I suffered with an ED since early childhood through my 20's and into my 30's before I was eventually hospitalised and put on to the long road to recovery. I was in treatment for about a year, and it was only the threat of having to go through the programme for the nth time that I eventually agreed to put weight on.
That was about 10 years ago, and since then I've been able to maintain a reasonable weight. (Incidentally, I'm male).
However, the ED keeps rearing its head in the form of social anxiety surrounding eating. My wife just cannot understand why when we have a take away or even a home cooked pizza - I just cannot bring myself to help myself to what's there. I feel constantly that I do not deserve food and if it's in the middle of the table, it's there for others, not me. When this happens it triggers depression and feelings of very low self esteem.

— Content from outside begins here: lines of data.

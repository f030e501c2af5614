//! Table specification types
//!
//! A `TableSpec` is the static metadata for one extractable table: where it
//! lives on the API, how it is filtered, which fields form its natural key
//! and which columns survive into the output. Specs are plain data; the
//! per-table behavior differences (date filtering, child fan-out, column
//! explosion) are all driven from these fields rather than from a type
//! hierarchy.

/// Link from a child table to the parent whose records drive its extraction.
///
/// Child rows only exist in the context of a parent record and are fetched
/// per parent id from `{parent_endpoint}/{id}/{segment}.json`.
#[derive(Debug, Clone, PartialEq, Eq)]
pub struct ParentLink {
    /// Name of the parent table spec (e.g. `activities`)
    pub table: String,
    /// Child endpoint segment under the parent record (e.g. `email`)
    pub segment: String,
    /// Parent column whose values address child collections (e.g. `name`)
    pub key_column: String,
}

/// Static metadata for one supported table.
#[derive(Debug, Clone, PartialEq, Eq)]
pub struct TableSpec {
    /// Output table name (also the request name)
    pub name: String,
    /// API endpoint path, without the `.json` suffix
    pub endpoint: String,
    /// Field the extraction window filters on, if the table is
    /// date-filterable
    pub date_field: Option<String>,
    /// Parent link for child tables
    pub parent: Option<ParentLink>,
    /// Fields forming the natural key, in digest order
    pub natural_keys: Vec<String>,
    /// Fields selected into the output; empty means pass everything through
    pub columns: Vec<String>,
    /// Reference columns that carry ids of other tables; these get the
    /// server prefix so multi-instance merges cannot collide
    pub ref_keys: Vec<String>,
    /// Columns holding plain lists, exploded one output row per element
    pub list_columns: Vec<String>,
    /// Columns holding lists of objects, exploded and flattened
    pub list_of_dicts_columns: Vec<String>,
}

impl TableSpec {
    /// Generic spec for an entity name with no registry entry.
    ///
    /// Custom Daktela entities extract with `server`, `id` and the raw
    /// fields of each record, keyed on `name`.
    pub fn passthrough(name: &str) -> Self {
        Self {
            name: name.to_string(),
            endpoint: name.to_string(),
            date_field: None,
            parent: None,
            natural_keys: vec!["name".to_string()],
            columns: Vec::new(),
            ref_keys: Vec::new(),
            list_columns: Vec::new(),
            list_of_dicts_columns: Vec::new(),
        }
    }

    /// Check whether this table is driven by a parent's records
    pub fn is_child(&self) -> bool {
        self.parent.is_some()
    }

    /// Foreign-key column name carrying the parent's compound key
    pub fn fk_column(&self) -> Option<String> {
        self.parent.as_ref().map(|p| format!("{}_id", p.table))
    }
}

/// Normalize an API field name into an output column name
pub fn normalize_column(field: &str) -> String {
    field.replace('.', "_")
}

This also happens in restaurants. I feel totally disinclined to order anything at all. Sometimes I've had to make excuses to leave and go home.
The resultant low mood can last for days afterwards when I hardly eat at all, and feel that I could easily slip back into full blown anorexia. It's only because I have a family now that I do not. I have to keep going for their sakes.
Today my wife brought home a large portion of chips (In the UK - we have fish and chip shops - which virtually define British cuisine :-)) and put it on the table for the whole family to pick from. I just ran out into the garden and left it to my children and wife. My wife came and found me and got angry that I wasn't 'joining in'. This made me feel even worse about myself.
I feel as if I'll never get away from these feelings of not being worth anything.